Hello, Belenix List,
I noticed that Manish had mentioned that he uses VMWare Fusion, so I
guessed that it might be possible to install Belenix 0.7.1 on Fusion
in a MacBook. And it is, and it is a great distro. Keep up the good
work! It's not too hard, if someone else wants to try it. Here are a
few notes:
1. VMWare Fusion 2.0.1 on a MacBook Pro, running OS X Server 10.5.6,
will read the 0.7.1 install .iso image. Select "Use operating system
disk image file" for the Installation Media Option, and then select
the belenix_0.7.1.iso. No need to burn an actual cd, unless you want
one handy (I would burn an actual CD for a "bare metal" install, but
not usually for a Virtual Guest). The bit torrent wasn't working for
me, but the .iso downloaded in Safari in about 40 minutes.
2. Once the CD boots in the Virtual Guest, I just clicked on the
"Install Belenix" icon on the Desktop. The plain KDE worked for a
Desktop option. The 3D and XFCE window managers on the boot CD had
some difficulty with the display in VMWare (probably a mouse driver in
XFCE, which doesn't like a laptop touch pad; no idea on the 3D).

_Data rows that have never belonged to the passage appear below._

//! Database connection management

use crate::error::Result;
use libsql::{Builder, Connection, Database as LibSqlDatabase};
use std::path::Path;

use super::migrations;

/// Database wrapper for a local libSQL connection
pub struct Database {
    _db: LibSqlDatabase,
    conn: Connection,
}

impl Database {
    /// Open a database at the given path, creating it if it doesn't exist
    ///
    /// Runs migrations automatically.
    pub async fn open(path: impl AsRef<Path>) -> Result<Self> {
        let path_str = path.as_ref().to_string_lossy().to_string();
        let db = Builder::new_local(&path_str).build().await?;
        Self::from_libsql(db).await
    }

    /// Open an in-memory database (useful for testing)
    pub async fn open_in_memory() -> Result<Self> {
        let db = Builder::new_local(":memory:").build().await?;
        Self::from_libsql(db).await
    }

    async fn from_libsql(db: LibSqlDatabase) -> Result<Self> {
        let conn = db.connect()?;
        let database = Self { _db: db, conn };
        database.configure().await?;
        database.migrate().await?;
        Ok(database)
    }

    async fn configure(&self) -> Result<()> {
        // In-memory databases reject WAL; that's fine
        self.conn
            .execute("PRAGMA journal_mode = WAL;", ())
            .await
            .ok();
        self.conn
            .execute("PRAGMA synchronous = NORMAL;", ())
            .await
            .ok();
        self.conn.execute("PRAGMA foreign_keys = ON;", ()).await?;
        Ok(())
    }

    async fn migrate(&self) -> Result<()> {
        migrations::run(&self.conn).await
    }

    /// Get a reference to the underlying connection
    pub const fn connection(&self) -> &Connection {
        &self.conn
    }
}
use std::path::Path;

use savedio_core::db::BookmarkFilter;
use savedio_core::models::SortOrder;

use crate::commands::common::{
    bookmark_to_list_item, format_bookmark_lines, open_database, resolve_list_name,
    BookmarkListItem,
};
use crate::error::CliError;

/// List names are matched against the store by [`run_list`].
pub fn bookmark_filter(list: Option<&str>, favorites: bool, clicked: bool) -> BookmarkFilter {
    match list {
        Some(list) => BookmarkFilter::InList(list.trim().to_string()),
        None if favorites => BookmarkFilter::Favorites,
        None if clicked => BookmarkFilter::Clicked,
        None => BookmarkFilter::All,
    }
}

pub async fn run_list(
    filter: BookmarkFilter,
    sort: Option<SortOrder>,
    limit: Option<usize>,
    as_json: bool,
    db_path: &Path,
) -> Result<(), CliError> {
    let db = open_database(db_path).await?;
    let filter = match filter {
        BookmarkFilter::InList(name) => {
            BookmarkFilter::InList(resolve_list_name(&name, &db).await?)
        }
        other => other,
    };
    let order = match sort {
        Some(order) => order,
        None => db.load_settings().await?.sort_order,
    };

    let mut bookmarks = db.list_bookmarks(&filter, order).await?;
    if let Some(limit) = limit {
        bookmarks.truncate(limit);
    }

    if as_json {
        let json_items = bookmarks
            .iter()
            .map(bookmark_to_list_item)
            .collect::<Vec<BookmarkListItem>>();
        println!("{}", serde_json::to_string_pretty(&json_items)?);
    } else {
        for line in format_bookmark_lines(&bookmarks) {
            println!("{line}");
        }
    }

    Ok(())
}
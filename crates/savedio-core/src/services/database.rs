//! Shared database service wrapper used across clients.

use std::path::PathBuf;
use std::sync::Arc;

use tokio::sync::Mutex;

use crate::db::{
    purge_list_if_empty, BookmarkFilter, BookmarkRepository, BookmarkStore, Database,
    LibSqlBookmarkRepository, LibSqlSettingsRepository, LibSqlTransaction, SettingsRepository,
    StoreTransaction,
};
use crate::favorites::{promote_on_click, select_smart_favorites, Promotion};
use crate::models::{Bookmark, BookmarkList, Settings, SortOrder, SyncResult};
use crate::{BookmarkId, Error, Result};

/// Thread-safe service for DB and repository operations.
///
/// Every write runs in its own transaction; a transaction keeps the database
/// locked until it is committed or rolled back.
#[derive(Clone)]
pub struct DatabaseService {
    db: Arc<Mutex<Database>>,
    db_path: Option<PathBuf>,
}

impl DatabaseService {
    /// Open a database service at the given filesystem path.
    pub async fn open_path(db_path: impl Into<PathBuf>) -> Result<Self> {
        let db_path = db_path.into();
        if let Some(parent) = db_path.parent() {
            std::fs::create_dir_all(parent)?;
        }

        let db = Database::open(&db_path).await?;
        tracing::debug!("Opened bookmark database at {}", db_path.display());
        Ok(Self {
            db: Arc::new(Mutex::new(db)),
            db_path: Some(db_path),
        })
    }

    /// Open an in-memory database service (primarily for tests).
    pub async fn open_in_memory() -> Result<Self> {
        let db = Database::open_in_memory().await?;
        Ok(Self {
            db: Arc::new(Mutex::new(db)),
            db_path: None,
        })
    }

    /// Filesystem location of the database, `None` for in-memory databases.
    pub fn db_path(&self) -> Option<&PathBuf> {
        self.db_path.as_ref()
    }

    /// List bookmarks matching a filter in the requested order.
    pub async fn list_bookmarks(
        &self,
        filter: &BookmarkFilter,
        order: SortOrder,
    ) -> Result<Vec<Bookmark>> {
        let db = self.db.lock().await;
        let repo = LibSqlBookmarkRepository::new(db.connection());
        let mut bookmarks = repo.find_all(filter).await?;
        crate::models::sort_bookmarks(&mut bookmarks, order);
        Ok(bookmarks)
    }

    /// Fetch a bookmark by id.
    pub async fn get_bookmark(&self, id: &BookmarkId) -> Result<Option<Bookmark>> {
        let db = self.db.lock().await;
        let repo = LibSqlBookmarkRepository::new(db.connection());
        repo.find_by_id(id).await
    }

    /// Store a bookmark, creating its list first when needed.
    pub async fn add_bookmark(&self, bookmark: &Bookmark) -> Result<()> {
        let tx = self.begin().await?;
        let result = Self::insert_with_list(&tx, bookmark).await;
        finish(tx, result).await
    }

    /// Delete a bookmark and its list when the list becomes empty.
    ///
    /// Returns the deleted bookmark.
    pub async fn remove_bookmark(&self, id: &BookmarkId) -> Result<Bookmark> {
        let tx = self.begin().await?;
        let result = Self::delete_with_list_purge(&tx, id).await;
        finish(tx, result).await
    }

    /// List every bookmark list with its members.
    pub async fn lists(&self) -> Result<Vec<BookmarkList>> {
        let db = self.db.lock().await;
        let repo = LibSqlBookmarkRepository::new(db.connection());
        repo.find_lists().await
    }

    /// List the names of all bookmark lists.
    pub async fn list_names(&self) -> Result<Vec<String>> {
        Ok(self
            .lists()
            .await?
            .into_iter()
            .map(|list| list.name)
            .collect())
    }

    /// Enable or disable sync notifications for a list.
    pub async fn set_list_notify(&self, name: &str, notify: bool) -> Result<()> {
        let db = self.db.lock().await;
        let repo = LibSqlBookmarkRepository::new(db.connection());
        if repo.set_list_notify(name, notify).await? {
            Ok(())
        } else {
            Err(Error::NotFound(format!("list {name}")))
        }
    }

    /// Set or unset the favorite flag of a bookmark.
    pub async fn set_favorite(&self, id: &BookmarkId, is_favorite: bool) -> Result<Bookmark> {
        let tx = self.begin().await?;
        let result = async {
            let repo = tx.bookmarks();
            let mut bookmark = find_existing(&repo, id).await?;
            bookmark.is_favorite = is_favorite;
            repo.upsert(&bookmark).await?;
            Ok::<_, Error>(bookmark)
        }
        .await;
        finish(tx, result).await
    }

    /// Unset the favorite flag of every bookmark, returning how many changed.
    pub async fn clear_favorites(&self) -> Result<usize> {
        let tx = self.begin().await?;
        let result = async {
            let repo = tx.bookmarks();
            let favorites = repo.find_all(&BookmarkFilter::Favorites).await?;
            for mut bookmark in favorites.iter().cloned() {
                bookmark.is_favorite = false;
                repo.upsert(&bookmark).await?;
            }
            Ok::<_, Error>(favorites.len())
        }
        .await;
        finish(tx, result).await
    }

    /// Flag the most clicked bookmarks as favorites, returning how many were selected.
    pub async fn mark_smart_favorites(&self) -> Result<usize> {
        let tx = self.begin().await?;
        let result = async {
            let repo = tx.bookmarks();
            let clicked = repo.find_all(&BookmarkFilter::Clicked).await?;
            let selected = select_smart_favorites(&clicked);
            for mut bookmark in clicked {
                if selected.contains(&bookmark.id) && !bookmark.is_favorite {
                    bookmark.is_favorite = true;
                    repo.upsert(&bookmark).await?;
                }
            }
            Ok::<_, Error>(selected.len())
        }
        .await;
        finish(tx, result).await
    }

    /// Count one more click on a bookmark.
    ///
    /// With smart favorites enabled, the bookmark may be promoted to favorite.
    pub async fn record_click(&self, id: &BookmarkId) -> Result<Bookmark> {
        let tx = self.begin().await?;
        let result = async {
            let repo = tx.bookmarks();
            let mut bookmark = find_existing(&repo, id).await?;
            bookmark.increment_click_counter();

            if tx.settings().load().await?.smart_favorites {
                let favorites = repo.find_all(&BookmarkFilter::Favorites).await?;
                match promote_on_click(&bookmark, &favorites) {
                    Promotion::Skip => {}
                    Promotion::Add => bookmark.is_favorite = true,
                    Promotion::Swap(demoted) => {
                        if let Some(mut previous) = favorites.into_iter().find(|f| f.id == demoted)
                        {
                            previous.is_favorite = false;
                            repo.upsert(&previous).await?;
                        }
                        bookmark.is_favorite = true;
                    }
                }
            }

            repo.upsert(&bookmark).await?;
            Ok::<_, Error>(bookmark)
        }
        .await;
        finish(tx, result).await
    }

    /// Load settings.
    pub async fn load_settings(&self) -> Result<Settings> {
        let db = self.db.lock().await;
        let repo = LibSqlSettingsRepository::new(db.connection());
        repo.load().await
    }

    /// Save settings.
    pub async fn save_settings(&self, settings: &Settings) -> Result<()> {
        let db = self.db.lock().await;
        let repo = LibSqlSettingsRepository::new(db.connection());
        repo.save(settings).await
    }

    /// Time of the last successful reconciliation (Unix ms), 0 when never synced.
    pub async fn last_sync_time(&self) -> Result<i64> {
        let db = self.db.lock().await;
        let repo = LibSqlSettingsRepository::new(db.connection());
        repo.last_sync_time().await
    }

    /// Outcome of the most recent reconciliation attempt.
    pub async fn sync_result(&self) -> Result<Option<SyncResult>> {
        let db = self.db.lock().await;
        let repo = LibSqlSettingsRepository::new(db.connection());
        repo.load_sync_result().await
    }

    async fn insert_with_list(tx: &LibSqlTransaction, bookmark: &Bookmark) -> Result<()> {
        let repo = tx.bookmarks();
        if bookmark.has_list() {
            repo.upsert_list(&bookmark.list_name).await?;
        }
        repo.upsert(bookmark).await
    }

    async fn delete_with_list_purge(tx: &LibSqlTransaction, id: &BookmarkId) -> Result<Bookmark> {
        let repo = tx.bookmarks();
        let bookmark = find_existing(&repo, id).await?;
        repo.delete(id).await?;
        if bookmark.has_list() && purge_list_if_empty(&repo, &bookmark.list_name).await? {
            tracing::debug!("Removed empty list {}", bookmark.list_name);
        }
        Ok(bookmark)
    }
}

impl BookmarkStore for DatabaseService {
    type Transaction = LibSqlTransaction;

    async fn begin(&self) -> Result<LibSqlTransaction> {
        let guard = Arc::clone(&self.db).lock_owned().await;
        LibSqlTransaction::begin(guard).await
    }
}

async fn find_existing(repo: &impl BookmarkRepository, id: &BookmarkId) -> Result<Bookmark> {
    repo.find_by_id(id)
        .await?
        .ok_or_else(|| Error::NotFound(format!("bookmark {id}")))
}

/// Commit on success, roll back on failure.
async fn finish<T>(tx: LibSqlTransaction, result: Result<T>) -> Result<T> {
    match result {
        Ok(value) => {
            tx.commit().await?;
            Ok(value)
        }
        Err(error) => {
            if let Err(rollback_error) = tx.rollback().await {
                tracing::warn!("Rollback failed: {rollback_error}");
            }
            Err(error)
        }
    }
}
use std::path::Path;

use crate::commands::common::{open_database, resolve_bookmark};
use crate::error::CliError;

pub async fn run_open(id: &str, db_path: &Path) -> Result<(), CliError> {
    let db = open_database(db_path).await?;
    let bookmark = resolve_bookmark(id, &db).await?;
    let clicked = db.record_click(&bookmark.id).await?;

    if clicked.is_favorite && !bookmark.is_favorite {
        tracing::info!(id = %clicked.id, "Bookmark promoted to favorite");
    }
    println!("{}", clicked.url);
    Ok(())
}
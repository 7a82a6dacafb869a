use std::env;
use std::path::{Path, PathBuf};

use savedio_core::config::ApiConfig;
use savedio_core::db::BookmarkFilter;
use savedio_core::models::{normalize_list_name, Settings, SortOrder};
use savedio_core::services::{BookmarkService, DatabaseService};
use savedio_core::sync::SavedioClient;
use savedio_core::util::{favicon_url, normalize_text_option};
use savedio_core::{Bookmark, BookmarkId};
use serde::Serialize;

use crate::error::CliError;

pub const DB_PATH_ENV: &str = "SAVEDIO_DB_PATH";
pub const USER_KEY_ENV: &str = "SAVEDIO_USER_KEY";

const SHORT_ID_LEN: usize = 12;

#[derive(Debug, Serialize)]
pub struct BookmarkListItem<'a> {
    #[serde(flatten)]
    pub bookmark: &'a Bookmark,
    pub favicon: Option<String>,
}

pub fn bookmark_to_list_item(bookmark: &Bookmark) -> BookmarkListItem<'_> {
    BookmarkListItem {
        bookmark,
        favicon: favicon_url(&bookmark.url),
    }
}

pub async fn open_database(path: &Path) -> Result<DatabaseService, CliError> {
    Ok(DatabaseService::open_path(path.to_path_buf()).await?)
}

pub fn resolve_db_path(cli_db_path: Option<PathBuf>) -> PathBuf {
    cli_db_path
        .or_else(|| env::var_os(DB_PATH_ENV).map(PathBuf::from))
        .unwrap_or_else(default_db_path)
}

pub fn default_db_path() -> PathBuf {
    dirs::data_dir()
        .unwrap_or_else(|| PathBuf::from("."))
        .join("savedio")
        .join("savedio.db")
}

/// The environment key wins over the stored one.
pub fn resolve_user_key(env_key: Option<String>, settings: &Settings) -> Option<String> {
    normalize_text_option(env_key).or_else(|| normalize_text_option(settings.user_api_key.clone()))
}

pub async fn api_client(db: &DatabaseService) -> Result<SavedioClient, CliError> {
    let settings = db.load_settings().await?;
    let user_key = resolve_user_key(env::var(USER_KEY_ENV).ok(), &settings);
    let config = ApiConfig::from_env()?;
    Ok(SavedioClient::new(&config, user_key)?)
}

pub async fn bookmark_service(db: &DatabaseService) -> Result<BookmarkService, CliError> {
    let client = api_client(db).await?;
    Ok(BookmarkService::new(db.clone(), client))
}

pub fn normalize_bookmark_identifier(id: &str) -> Result<String, CliError> {
    let trimmed = id.trim();
    if trimmed.is_empty() {
        Err(CliError::EmptyBookmarkId)
    } else {
        Ok(trimmed.to_string())
    }
}

pub async fn resolve_bookmark(query: &str, db: &DatabaseService) -> Result<Bookmark, CliError> {
    let query = normalize_bookmark_identifier(query)?;
    if let Some(bookmark) = db.get_bookmark(&BookmarkId::from(query.as_str())).await? {
        return Ok(bookmark);
    }

    let mut matching = db
        .list_bookmarks(&BookmarkFilter::All, SortOrder::Date)
        .await?
        .into_iter()
        .filter(|bookmark| bookmark.id.as_str().starts_with(&query))
        .collect::<Vec<_>>();

    match matching.len() {
        0 => Err(CliError::BookmarkNotFound(query)),
        1 => Ok(matching.remove(0)),
        _ => {
            let options = matching
                .iter()
                .take(3)
                .map(|bookmark| short_id(&bookmark.id))
                .collect::<Vec<_>>()
                .join(", ");

            Err(CliError::AmbiguousBookmarkId(format!(
                "ID prefix '{query}' is ambiguous; matches: {options}"
            )))
        }
    }
}

/// Match a typed list name against the stored lists.
///
/// Lists created by sync keep the remote spelling, so the exact name is
/// tried before the normalized form that new bookmarks use.
pub async fn resolve_list_name(raw: &str, db: &DatabaseService) -> Result<String, CliError> {
    let trimmed = raw.trim();
    if trimmed.is_empty() {
        return Err(CliError::EmptyListName);
    }

    let names = db.list_names().await?;
    if names.iter().any(|name| name == trimmed) {
        return Ok(trimmed.to_string());
    }
    match normalize_list_name(trimmed) {
        Ok(normalized) if names.contains(&normalized) => Ok(normalized),
        _ => Err(CliError::ListNotFound(trimmed.to_string())),
    }
}

pub fn short_id(id: &BookmarkId) -> String {
    id.as_str().chars().take(SHORT_ID_LEN).collect()
}

pub fn format_bookmark_lines(bookmarks: &[Bookmark]) -> Vec<String> {
    bookmarks
        .iter()
        .map(|bookmark| {
            let marker = if bookmark.is_favorite { '*' } else { ' ' };
            let id = short_id(&bookmark.id);
            let label = if bookmark.title.is_empty() {
                &bookmark.url
            } else {
                &bookmark.title
            };
            let label = truncate(label, 40);

            if bookmark.has_list() {
                format!("{marker} {id:<12}  {label:<40}  [{}]", bookmark.list_name)
            } else {
                format!("{marker} {id:<12}  {label}")
            }
        })
        .collect()
}

pub fn truncate(text: &str, max_chars: usize) -> String {
    let collapsed = text.split_whitespace().collect::<Vec<_>>().join(" ");

    if collapsed.chars().count() <= max_chars {
        collapsed
    } else {
        let take_len = max_chars.saturating_sub(3);
        let mut truncated = collapsed.chars().take(take_len).collect::<String>();
        truncated.push_str("...");
        truncated
    }
}

pub fn format_sync_timestamp(timestamp_ms: i64) -> String {
    if timestamp_ms <= 0 {
        return "never".to_string();
    }
    chrono::DateTime::from_timestamp_millis(timestamp_ms).map_or_else(
        || timestamp_ms.to_string(),
        |date_time| date_time.format("%Y-%m-%d %H:%M:%S UTC").to_string(),
    )
}
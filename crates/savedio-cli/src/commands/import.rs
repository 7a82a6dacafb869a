use std::path::Path;

use savedio_core::export::parse_json_import;

use crate::commands::common::{bookmark_service, open_database};
use crate::error::CliError;

pub async fn run_import(input_path: &Path, db_path: &Path) -> Result<(), CliError> {
    let payload = std::fs::read_to_string(input_path)?;
    let items = parse_json_import(&payload)?;
    let total = items.len();

    let db = open_database(db_path).await?;
    let service = bookmark_service(&db).await?;
    let imported = service.import_bookmarks(items).await;

    println!("Imported {imported} of {total} bookmarks");
    Ok(())
}
//! Bookmark list model

use std::sync::LazyLock;

use regex::Regex;
use serde::{Deserialize, Serialize};

use super::BookmarkId;
use crate::error::{Error, Result};

static LIST_NAME_PATTERN: LazyLock<Regex> =
    LazyLock::new(|| Regex::new(r"^[a-z0-9]+$").expect("Invalid regex"));

/// A named grouping of bookmarks.
///
/// Lists only reference their members; deleting a list never deletes
/// bookmarks, and a list without members is removed.
#[derive(Debug, Clone, PartialEq, Eq, Serialize, Deserialize)]
pub struct BookmarkList {
    /// Unique, case-sensitive list name
    pub name: String,
    /// Whether synchronization should notify when members are created or updated
    pub notify: bool,
    /// Member ids in insertion order
    pub bookmarks: Vec<BookmarkId>,
}

impl BookmarkList {
    /// Create an empty list with notifications disabled
    #[must_use]
    pub fn new(name: impl Into<String>) -> Self {
        Self {
            name: name.into(),
            notify: false,
            bookmarks: Vec::new(),
        }
    }

    /// Whether the list has no members
    #[must_use]
    pub fn is_empty(&self) -> bool {
        self.bookmarks.is_empty()
    }
}

/// Normalize a user-typed list name.
///
/// The name is trimmed and lowercased, and must then contain only `a-z` and
/// `0-9`. Names coming from the remote API are stored as-is and never go
/// through this check.
pub fn normalize_list_name(raw: &str) -> Result<String> {
    let name = raw.trim().to_lowercase();
    if name.is_empty() {
        return Err(Error::InvalidInput(
            "List name must not be empty".to_string(),
        ));
    }
    if !LIST_NAME_PATTERN.is_match(&name) {
        return Err(Error::InvalidInput(
            "List name must contain only alphabetic (a-z) and numeric (0-9) characters"
                .to_string(),
        ));
    }
    Ok(name)
}

#[cfg(test)]
mod tests {
    use super::*;

    #[test]
    fn test_normalize_list_name_lowercases() {
        assert_eq!(normalize_list_name(" Work42 ").unwrap(), "work42");
    }

    #[test]
    fn test_normalize_list_name_rejects_empty() {
        assert!(normalize_list_name("   ").is_err());
    }

    #[test]
    fn test_normalize_list_name_rejects_symbols() {
        assert!(normalize_list_name("my-list").is_err());
        assert!(normalize_list_name("read later").is_err());
        assert!(normalize_list_name("caf\u{e9}").is_err());
    }

    #[test]
    fn test_list_membership() {
        let mut list = BookmarkList::new("work");
        assert!(list.is_empty());

        list.bookmarks.push(BookmarkId::from("a"));
        assert!(!list.is_empty());
    }
}
//! Database layer for Saved.io++

mod connection;
mod migrations;
mod repository;
mod settings_repository;
mod store;

pub use connection::Database;
pub use repository::{
    purge_list_if_empty, BookmarkFilter, BookmarkRepository, LibSqlBookmarkRepository,
};
pub use settings_repository::{LibSqlSettingsRepository, SettingsRepository};
pub use store::{BookmarkStore, LibSqlTransaction, StoreTransaction};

3. I used a 24 gig SCSI hard disk, in 2 Gig chunks, WITHOUT
pre-allocating all the file space. My guess is that IDE might not
work as a Solaris boot in VM, but maybe it would; someone can let me
know.
4. I used the default options on the install, and then it rebooted
off the virtual hard disk. Then I had to fix a few things:
5. DHCP Client: NWAM did not work as advertised, but I didn't expect
it to. DHCP was running, but it did not give a DHCP client address
for the interface through Fusion. So here's what I did:
6. From the terminal:
$ ifconfig -a
This gives the output:
lo0: flags=2001000849<UP,LOOPBACK,RUNNING,MULTICAST,IPv4,VIRTUAL> mtu
8232 index 1
inet 127.0.0.1 netmask ff000000
e1000g0: flags=201004843<UP,BROADCAST,RUNNING,MULTICAST,DHCP,IPv4,CoS>
mtu 1500 index 2
inet 192.168.54.136 netmask ffffff00 broadcast 192.168.54.255
lo0 is the loopback, so we know that the interface through VMWare to
the host machines internet connection is:
e1000g0
7. Fusion is set to use NAT for the Belenix guest, so we want to have
Belenix use a DHCP client to connect. So:
$ su
[type in your root password here when asked]
# cd /etc
# touch e1000g0.dhcp
This creates the file:
/etc/e1000g0.dhcp
which tells dhcpagent to use dhcp on that interface, according to
BigAdmin, or System Admin, or whatever they call it now:
http://docs.sun.com/app/docs/doc/806-0916/6ja8539a6?a=view
I have no idea if you can actually put any kind of text in the file
itself. The file just has to be in the /etc directory. Mine is
empty.
8. I had to reboot, but from that point on it worked fine. I had internet.
I don't know why NWAM doesn't just handle this. Maybe netconf does
this more easily, I don't know. This only applies if you want the
virtual interface to use DHCP.
Here are a few things I will try for this install:
1. Mount zfs pools on the Belenix guest on disks through the host
machine, and also using iSCSI mounted remote disks.
2. Set up CIFS/SMB, WebDav, NFS, and maybe a few others on the Belenix server.
3. Once that works, I will try to copy the guest to other VMWare hosts
(Workstation, maybe ESX; don't know yet).
It may not work, and it will take a while, I think, but you guys have
really done some excellent work with Belenix.
Things that still aren't working:
1. Installing vmware tools absolutely messes up the display and
keyboard in Fusion. vmware-user doesn't run at startup, and the
display and keyboard are a wreck. I had to boot into single user mode
(thank you for that option!), and run vmware-tools-uninstall.pl.
But that's not Belenix's fault, as I see it. It would be nice if
tools worked, but it's not bad without it.
So any ideas, tips? Isn't there a gui web based for smf
(smf://localhost:700? Something like that?), or svcs or svcadm? Or
does KDE do CIFS, WebDav setup from the desktop?
Also good work on the package manger and repositories. I haven't
figured it out yet (is there an emacs port?), but I'm working on it.
Many Thanks, and I hope someone finds this useful.